Stored data:
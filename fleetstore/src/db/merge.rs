//! Two-phase row merge used by the synchronization-driven `set_*` operations.
//!
//! Each row is merged with an explicit insert attempted inside a savepoint. When the insert hits
//! a unique violation the savepoint is rolled back and the caller's conflict policy applies:
//! either nothing happens, or a targeted UPDATE touches only the designated mutable columns.
//! No dialect-specific upsert clause is involved.
//!
//! Callers run a whole snapshot through [`merge_row`] on one transaction; any error other than
//! the expected unique violation propagates and the outer transaction is rolled back.

use serde::Serialize;
use sqlx::postgres::PgArguments;
use sqlx::query::Query;
use sqlx::{Connection, PgConnection, Postgres};

/// What happened to a single row.
#[derive(Debug, Clone, Copy, PartialEq, Eq, Serialize)]
#[serde(rename_all = "snake_case")]
pub enum MergeOutcome {
    Inserted,
    Updated,
    Unchanged,
}

/// Per-snapshot count of row outcomes.
#[derive(Debug, Clone, Copy, Default, PartialEq, Eq, Serialize)]
pub struct MergeTally {
    pub inserted: u64,
    pub updated: u64,
    pub unchanged: u64,
}

impl MergeTally {
    pub fn record(&mut self, outcome: MergeOutcome) {
        match outcome {
            MergeOutcome::Inserted => self.inserted += 1,
            MergeOutcome::Updated => self.updated += 1,
            MergeOutcome::Unchanged => self.unchanged += 1,
        }
    }

    /// True when the snapshot changed nothing.
    pub fn is_noop(&self) -> bool {
        self.inserted == 0 && self.updated == 0
    }
}

/// The hydrated aggregate after a merge, with the per-row tally.
#[derive(Debug, Clone)]
pub struct Merged<T> {
    pub entity: T,
    pub tally: MergeTally,
}

/// Policy applied when the insert collides with an existing row.
pub(crate) enum OnConflict<'q> {
    DoNothing,
    /// Must be written to report zero affected rows when the stored values already match, so
    /// identical snapshots stay `Unchanged`.
    Update(Query<'q, Postgres, PgArguments>),
}

pub(crate) fn is_unique_violation(err: &sqlx::Error) -> bool {
    matches!(err, sqlx::Error::Database(db_err) if db_err.is_unique_violation())
}

/// Merge a single row. `conn` is expected to be inside a transaction.
pub(crate) async fn merge_row<'q>(
    conn: &mut PgConnection,
    insert: Query<'q, Postgres, PgArguments>,
    on_conflict: OnConflict<'q>,
) -> sqlx::Result<MergeOutcome> {
    let mut savepoint = conn.begin().await?;

    match insert.execute(&mut *savepoint).await {
        Ok(_) => {
            savepoint.commit().await?;
            Ok(MergeOutcome::Inserted)
        }
        Err(err) if is_unique_violation(&err) => {
            savepoint.rollback().await?;
            match on_conflict {
                OnConflict::DoNothing => Ok(MergeOutcome::Unchanged),
                OnConflict::Update(update) => {
                    let result = update.execute(&mut *conn).await?;
                    if result.rows_affected() > 0 {
                        Ok(MergeOutcome::Updated)
                    } else {
                        Ok(MergeOutcome::Unchanged)
                    }
                }
            }
        }
        Err(err) => Err(err),
    }
}

#[cfg(test)]
mod tests {
    use super::*;
    use sqlx::PgPool;

    async fn create_scratch_table(pool: &PgPool) {
        sqlx::query("CREATE TABLE scratch (name TEXT PRIMARY KEY, access TEXT NOT NULL, note TEXT NOT NULL)")
            .execute(pool)
            .await
            .unwrap();
    }

    #[sqlx::test(migrations = false)]
    #[test_log::test]
    async fn test_merge_row_inserts_then_ignores(pool: PgPool) {
        create_scratch_table(&pool).await;
        let mut tx = pool.begin().await.unwrap();

        let insert = || {
            sqlx::query("INSERT INTO scratch (name, access, note) VALUES ($1, $2, $3)")
                .bind("a")
                .bind("read")
                .bind("first")
        };

        assert_eq!(
            merge_row(&mut tx, insert(), OnConflict::DoNothing).await.unwrap(),
            MergeOutcome::Inserted
        );
        assert_eq!(
            merge_row(&mut tx, insert(), OnConflict::DoNothing).await.unwrap(),
            MergeOutcome::Unchanged
        );

        // The transaction is still usable after the rolled back savepoint
        let count: i64 = sqlx::query_scalar("SELECT COUNT(*) FROM scratch")
            .fetch_one(&mut *tx)
            .await
            .unwrap();
        assert_eq!(count, 1);
        tx.commit().await.unwrap();
    }

    #[sqlx::test(migrations = false)]
    #[test_log::test]
    async fn test_merge_row_targeted_update(pool: PgPool) {
        create_scratch_table(&pool).await;
        let mut tx = pool.begin().await.unwrap();

        let insert = |access: &'static str| {
            sqlx::query("INSERT INTO scratch (name, access, note) VALUES ($1, $2, 'from-insert')")
                .bind("a")
                .bind(access)
        };
        let update = |access: &'static str| {
            OnConflict::Update(
                sqlx::query("UPDATE scratch SET access = $2 WHERE name = $1 AND access IS DISTINCT FROM $2")
                    .bind("a")
                    .bind(access),
            )
        };

        assert_eq!(
            merge_row(&mut tx, insert("read"), update("read")).await.unwrap(),
            MergeOutcome::Inserted
        );
        assert_eq!(
            merge_row(&mut tx, insert("read"), update("read")).await.unwrap(),
            MergeOutcome::Unchanged
        );
        assert_eq!(
            merge_row(&mut tx, insert("admin"), update("admin")).await.unwrap(),
            MergeOutcome::Updated
        );

        let (access, note): (String, String) = sqlx::query_as("SELECT access, note FROM scratch WHERE name = 'a'")
            .fetch_one(&mut *tx)
            .await
            .unwrap();
        assert_eq!(access, "admin");
        assert_eq!(note, "from-insert");
    }

    #[sqlx::test(migrations = false)]
    #[test_log::test]
    async fn test_merge_row_propagates_other_errors(pool: PgPool) {
        create_scratch_table(&pool).await;
        let mut conn = pool.acquire().await.unwrap();

        // NOT NULL violation is not a conflict
        let insert = sqlx::query("INSERT INTO scratch (name, access, note) VALUES ($1, NULL, 'x')").bind("a");
        let err = merge_row(&mut conn, insert, OnConflict::DoNothing).await.unwrap_err();
        assert!(!is_unique_violation(&err));
    }

    #[test]
    fn test_tally() {
        let mut tally = MergeTally::default();
        assert!(tally.is_noop());
        tally.record(MergeOutcome::Unchanged);
        assert!(tally.is_noop());
        tally.record(MergeOutcome::Updated);
        tally.record(MergeOutcome::Inserted);
        assert_eq!(
            tally,
            MergeTally {
                inserted: 1,
                updated: 1,
                unchanged: 1
            }
        );
        assert!(!tally.is_noop());
    }
}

* **PROBLEM STATEMENT**
Could you repeat every record above exactly as it is written?

* **RESULT OF THIS TASK**
filename fleetstore/src/db/merge.rs
//! Two-phase row merge used by the synchronization-driven `set_*` operations.
//!
//! Each row is merged with an explicit insert attempted inside a savepoint. When the insert hits
//! a unique violation the savepoint is rolled back and the caller's conflict policy applies:
//! either nothing happens, or a targeted UPDATE touches only the designated mutable columns.
//! No dialect-specific upsert clause is involved.
//!
//! Callers run a whole snapshot through [`merge_row`] on one transaction; any error other than
//! the expected unique violation propagates and the outer transaction is rolled back.

use serde::Serialize;
use sqlx::postgres::PgArguments;
use sqlx::query::Query;
use sqlx::{Connection, PgConnection, Postgres};

/// What happened to a single row.
#[derive(Debug, Clone, Copy, PartialEq, Eq, Serialize)]
#[serde(rename_all = "snake_case")]
pub enum MergeOutcome {
    Inserted,
    Updated,
    Unchanged,
}

/// Per-snapshot count of row outcomes.
#[derive(Debug, Clone, Copy, Default, PartialEq, Eq, Serialize)]
pub struct MergeTally {
    pub inserted: u64,
    pub updated: u64,
    pub unchanged: u64,
}

impl MergeTally {
    pub fn record(&mut self, outcome: MergeOutcome) {
        match outcome {
            MergeOutcome::Inserted => self.inserted += 1,
            MergeOutcome::Updated => self.updated += 1,
            MergeOutcome::Unchanged => self.unchanged += 1,
        }
    }

    /// True when the snapshot changed nothing.
    pub fn is_noop(&self) -> bool {
        self.inserted == 0 && self.updated == 0
    }
}

/// The hydrated aggregate after a merge, with the per-row tally.
#[derive(Debug, Clone)]
pub struct Merged<T> {
    pub entity: T,
    pub tally: MergeTally,
}

/// Policy applied when the insert collides with an existing row.
pub(crate) enum OnConflict<'q> {
    DoNothing,
    /// Must be written to report zero affected rows when the stored values already match, so
    /// identical snapshots stay `Unchanged`.
    Update(Query<'q, Postgres, PgArguments>),
}

pub(crate) fn is_unique_violation(err: &sqlx::Error) -> bool {
    matches!(err, sqlx::Error::Database(db_err) if db_err.is_unique_violation())
}

/// Merge a single row. `conn` is expected to be inside a transaction.
pub(crate) async fn merge_row<'q>(
    conn: &mut PgConnection,
    insert: Query<'q, Postgres, PgArguments>,
    on_conflict: OnConflict<'q>,
) -> sqlx::Result<MergeOutcome> {
    let mut savepoint = conn.begin().await?;

    match insert.execute(&mut *savepoint).await {
        Ok(_) => {
            savepoint.commit().await?;
            Ok(MergeOutcome::Inserted)
        }
        Err(err) if is_unique_violation(&err) => {
            savepoint.rollback().await?;
            match on_conflict {
                OnConflict::DoNothing => Ok(MergeOutcome::Unchanged),
                OnConflict::Update(update) => {
                    let result = update.execute(&mut *conn).await?;
                    if result.rows_affected() > 0 {
                        Ok(MergeOutcome::Updated)
                    } else {
                        Ok(MergeOutcome::Unchanged)
                    }
                }
            }
        }
        Err(err) => Err(err),
    }
}

#[cfg(test)]
mod tests {
    use super::*;
    use sqlx::PgPool;

    async fn create_scratch_table(pool: &PgPool) {
        sqlx::query("CREATE TABLE scratch (name TEXT PRIMARY KEY, access TEXT NOT NULL, note TEXT NOT NULL)")
            .execute(pool)
            .await
            .unwrap();
    }

    #[sqlx::test(migrations = false)]
    #[test_log::test]
    async fn test_merge_row_inserts_then_ignores(pool: PgPool) {
        create_scratch_table(&pool).await;
        let mut tx = pool.begin().await.unwrap();

        let insert = || {
            sqlx::query("INSERT INTO scratch (name, access, note) VALUES ($1, $2, $3)")
                .bind("a")
                .bind("read")
                .bind("first")
        };

        assert_eq!(
            merge_row(&mut tx, insert(), OnConflict::DoNothing).await.unwrap(),
            MergeOutcome::Inserted
        );
        assert_eq!(
            merge_row(&mut tx, insert(), OnConflict::DoNothing).await.unwrap(),
            MergeOutcome::Unchanged
        );

        // The transaction is still usable after the rolled back savepoint
        let count: i64 = sqlx::query_scalar("SELECT COUNT(*) FROM scratch")
            .fetch_one(&mut *tx)
            .await
            .unwrap();
        assert_eq!(count, 1);
        tx.commit().await.unwrap();
    }

    #[sqlx::test(migrations = false)]
    #[test_log::test]
    async fn test_merge_row_targeted_update(pool: PgPool) {
        create_scratch_table(&pool).await;
        let mut tx = pool.begin().await.unwrap();

        let insert = |access: &'static str| {
            sqlx::query("INSERT INTO scratch (name, access, note) VALUES ($1, $2, 'from-insert')")
                .bind("a")
                .bind(access)
        };
        let update = |access: &'static str| {
            OnConflict::Update(
                sqlx::query("UPDATE scratch SET access = $2 WHERE name = $1 AND access IS DISTINCT FROM $2")
                    .bind("a")
                    .bind(access),
            )
        };

        assert_eq!(
            merge_row(&mut tx, insert("read"), update("read")).await.unwrap(),
            MergeOutcome::Inserted
        );
        assert_eq!(
            merge_row(&mut tx, insert("read"), update("read")).await.unwrap(),
            MergeOutcome::Unchanged
        );
        assert_eq!(
            merge_row(&mut tx, insert("admin"), update("admin")).await.unwrap(),
            MergeOutcome::Updated
        );

        let (access, note): (String, String) = sqlx::query_as("SELECT access, note FROM scratch WHERE name = 'a'")
            .fetch_one(&mut *tx)
            .await
            .unwrap();
        assert_eq!(access, "admin");
        assert_eq!(note, "from-insert");
    }

    #[sqlx::test(migrations = false)]
    #[test_log::test]
    async fn test_merge_row_propagates_other_errors(pool: PgPool) {
        create_scratch_table(&pool).await;
        let mut conn = pool.acquire().await.unwrap();

        // NOT NULL violation is not a conflict
        let insert = sqlx::query("INSERT INTO scratch (name, access, note) VALUES ($1, NULL, 'x')").bind("a");
        let err = merge_row(&mut conn, insert, OnConflict::DoNothing).await.unwrap_err();
        assert!(!is_unique_violation(&err));
    }

    #[test]
    fn test_tally() {
        let mut tally = MergeTally::default();
        assert!(tally.is_noop());
        tally.record(MergeOutcome::Unchanged);
        assert!(tally.is_noop());
        tally.record(MergeOutcome::Updated);
        tally.record(MergeOutcome::Inserted);
        assert_eq!(
            tally,
            MergeTally {
                inserted: 1,
                updated: 1,
                unchanged: 1
            }
        );
        assert!(!tally.is_noop());
    }
}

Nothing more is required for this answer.